Michael Gaynor
Zimmerman, Martin, race baiting, racial profiling and Hannity
By Michael Gaynor
July 15, 2013

Both Zimmerman and Martin were free to be where they were when they encountered each other and to profile, or not profile, each other.

The acquittal of George Zimmerman on both murder and manslaugher charges based on his shooting of Trayvon Martin by a six women jury (five white and one self-described black hisppanic represents a third strike for the race baiters in their efforts to twist the facts to promote their political agenda and a second success for Sean Hannity in resisting them.

Strike One was the Tawana Brawley case (long ago, before Hannity was a tv and radio star). It was disgusting, but Al Sharpton is an MSNBC host anyway (and last year he pushed hard for the unjustified prosecution of Zimmerman that just became Strike Three).

Strike Two was the notorious Duke lacrosse case, in which the bogus gang rape claim of Crystal Gail Magnum and the disgusting conduct of an opportunistic white Democrat district attorney (Michael Nifong) subjected the Duke Three and their families and friends to outrageous prosecutorial abuse and agony. Nifong posed as the protector of black women, but the charges brought were bogus (and Hannity was significant in the truth ultimately prevailing).

Strike Three, the Zimmerman case, was a politically motivated prosecution that never would have been conducted if Zimmerman too looked like a son that President Obama might have had or Martin was white or, in the words of The New York Times, "white hispanic" (and Hannity this time was even more important in the truth ultimately prevailing, this time because he interviewed Zimmerman at length soon after his encounter with Martin and much of the video was played by the prosecution as part of its case, sparing Zimmerman the possible need to testify).
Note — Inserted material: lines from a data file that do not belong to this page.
// Per-call parameter structs. `Default` impls carry the wire defaults; `None`
// fields are left off the request entirely rather than sent as null.

use serde::Serialize;

#[derive(Debug, Clone, Copy, PartialEq, Eq)]
pub struct Page {
    pub page: u32,
    pub limit: u32,
}

impl Page {
    pub fn new(page: u32, limit: u32) -> Self {
        Self { page, limit }
    }
}

impl Default for Page {
    fn default() -> Self {
        Self { page: 1, limit: 20 }
    }
}

/// Filter for `list_markets`.
#[derive(Debug, Clone, PartialEq)]
pub struct MarketFilter {
    pub page: Page,
    pub status: String,
    /// Omitted from the query when `None`.
    pub category_id: Option<String>,
}

impl Default for MarketFilter {
    fn default() -> Self {
        Self {
            page: Page::default(),
            status: "active".into(),
            category_id: None,
        }
    }
}

#[derive(Debug, Clone, PartialEq)]
pub struct LeaderboardQuery {
    pub page: Page,
    pub timeframe: String,
}

impl Default for LeaderboardQuery {
    fn default() -> Self {
        Self {
            page: Page::default(),
            timeframe: "all".into(),
        }
    }
}

#[derive(Debug, Clone, Copy, PartialEq, Eq, Default, clap::ValueEnum)]
pub enum TradeSide {
    #[default]
    Buy,
    Sell,
}

impl TradeSide {
    pub fn as_str(&self) -> &'static str {
        match self {
            TradeSide::Buy => "buy",
            TradeSide::Sell => "sell",
        }
    }
}

#[derive(Debug, Clone, PartialEq)]
pub struct QuoteRequest {
    pub market_id: String,
    pub option_id: String,
    pub amount: u64,
    pub side: TradeSide,
}

/// Body of `POST markets`.
#[derive(Debug, Clone, PartialEq, Serialize)]
pub struct NewMarket {
    pub title: String,
    pub options: Vec<String>,
    /// ISO-8601 timestamp.
    pub end_time: String,
    #[serde(skip_serializing_if = "Option::is_none")]
    pub description: Option<String>,
    #[serde(skip_serializing_if = "Option::is_none")]
    pub initial_probabilities: Option<Vec<u32>>,
    #[serde(skip_serializing_if = "Option::is_none")]
    pub image_urls: Option<Vec<String>>,
}

impl NewMarket {
    pub fn new(
        title: impl Into<String>,
        options: Vec<String>,
        end_time: impl Into<String>,
    ) -> Self {
        Self {
            title: title.into(),
            options,
            end_time: end_time.into(),
            description: None,
            initial_probabilities: None,
            image_urls: None,
        }
    }
}

#[derive(Debug, Clone, PartialEq)]
pub struct PresignRequest {
    pub content_type: String,
    pub file_extension: String,
}

impl Default for PresignRequest {
    fn default() -> Self {
        Self {
            content_type: "image/jpeg".into(),
            file_extension: "jpg".into(),
        }
    }
}

#[cfg(test)]
mod tests {
    use super::*;
    use serde_json::json;

    #[test]
    fn new_market_omits_absent_fields() {
        let options = vec!["Yes".into(), "No".into()];
        let market = NewMarket::new("Rain?", options, "2026-12-01T00:00:00Z");
        assert_eq!(
            serde_json::to_value(&market).unwrap(),
            json!({
                "title": "Rain?",
                "options": ["Yes", "No"],
                "end_time": "2026-12-01T00:00:00Z",
            })
        );
    }

    #[test]
    fn new_market_keeps_present_fields() {
        let mut market = NewMarket::new("Rain?", vec!["Yes".into(), "No".into()], "2026-12-01");
        market.description = Some("Will it rain".into());
        market.initial_probabilities = Some(vec![60, 40]);
        market.image_urls = Some(vec!["https://cdn/x.jpg".into()]);
        let value = serde_json::to_value(&market).unwrap();
        assert_eq!(value["description"], "Will it rain");
        assert_eq!(value["initial_probabilities"], json!([60, 40]));
        assert_eq!(value["image_urls"], json!(["https://cdn/x.jpg"]));
    }

    #[test]
    fn defaults_match_the_gateway() {
        assert_eq!(Page::default(), Page::new(1, 20));
        assert_eq!(MarketFilter::default().status, "active");
        assert_eq!(LeaderboardQuery::default().timeframe, "all");
        assert_eq!(TradeSide::default().as_str(), "buy");
        assert_eq!(PresignRequest::default().file_extension, "jpg");
    }
}
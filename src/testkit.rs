// Test doubles shared by unit and integration tests.
//
// Compiled under `#[cfg(test)]` or with the `testkit` feature.

use std::cell::RefCell;
use std::collections::VecDeque;
use std::rc::Rc;

use reqwest::StatusCode;
use serde_json::Value;

use crate::error::TransportError;
use crate::transport::{HttpRequest, HttpResponse, Transport};

#[derive(Default)]
struct Script {
    replies: VecDeque<Result<HttpResponse, TransportError>>,
    sent: Vec<HttpRequest>,
}

/// Replays queued replies in order and records every request it sees.
///
/// Clones share the same script, so a test can keep a handle after moving
/// the transport into a session. Running out of replies is a transport error.
#[derive(Clone, Default)]
pub struct ScriptedTransport {
    script: Rc<RefCell<Script>>,
}

impl ScriptedTransport {
    pub fn new() -> Self {
        Self::default()
    }

    pub fn reply_json(&self, status: u16, body: Value) -> &Self {
        let body = serde_json::to_vec(&body).unwrap_or_default();
        self.reply_raw(status, body)
    }

    pub fn reply_raw(&self, status: u16, body: impl Into<Vec<u8>>) -> &Self {
        let status = StatusCode::from_u16(status).unwrap_or(StatusCode::INTERNAL_SERVER_ERROR);
        self.script.borrow_mut().replies.push_back(Ok(HttpResponse {
            status,
            body: body.into(),
        }));
        self
    }

    pub fn fail(&self, message: &str) -> &Self {
        self.script
            .borrow_mut()
            .replies
            .push_back(Err(TransportError::new(message)));
        self
    }

    /// Every request sent so far, oldest first.
    pub fn requests(&self) -> Vec<HttpRequest> {
        self.script.borrow().sent.clone()
    }

    /// URLs of every request sent so far.
    pub fn urls(&self) -> Vec<String> {
        self.script.borrow().sent.iter().map(|r| r.url.clone()).collect()
    }

    pub fn remaining(&self) -> usize {
        self.script.borrow().replies.len()
    }
}

impl Transport for ScriptedTransport {
    fn send(&self, request: &HttpRequest) -> Result<HttpResponse, TransportError> {
        let mut script = self.script.borrow_mut();
        script.sent.push(request.clone());
        script
            .replies
            .pop_front()
            .unwrap_or_else(|| Err(TransportError::new("no scripted reply left")))
    }
}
It's time to identify the real victim and the real villain and for people to stop pretending otherwise.

It is tragic that Zimmerman felt the need to shot Martin in self-defense, but that appears to be exactly what the jury determined and the evidence at trial supported that determination.

So Zimmerman is the real victim, of both Martin and the prosecutors, and Martin is the villain, not Zimmerman.

"Villain" is defined as "someone who behaves in an immoral way, or something that is responsible for a bad situation" (www.macmillandictionary.com/us/dictionary/american/villain).

That covers Martin, who attacked, and the prosecutors, who persecuted.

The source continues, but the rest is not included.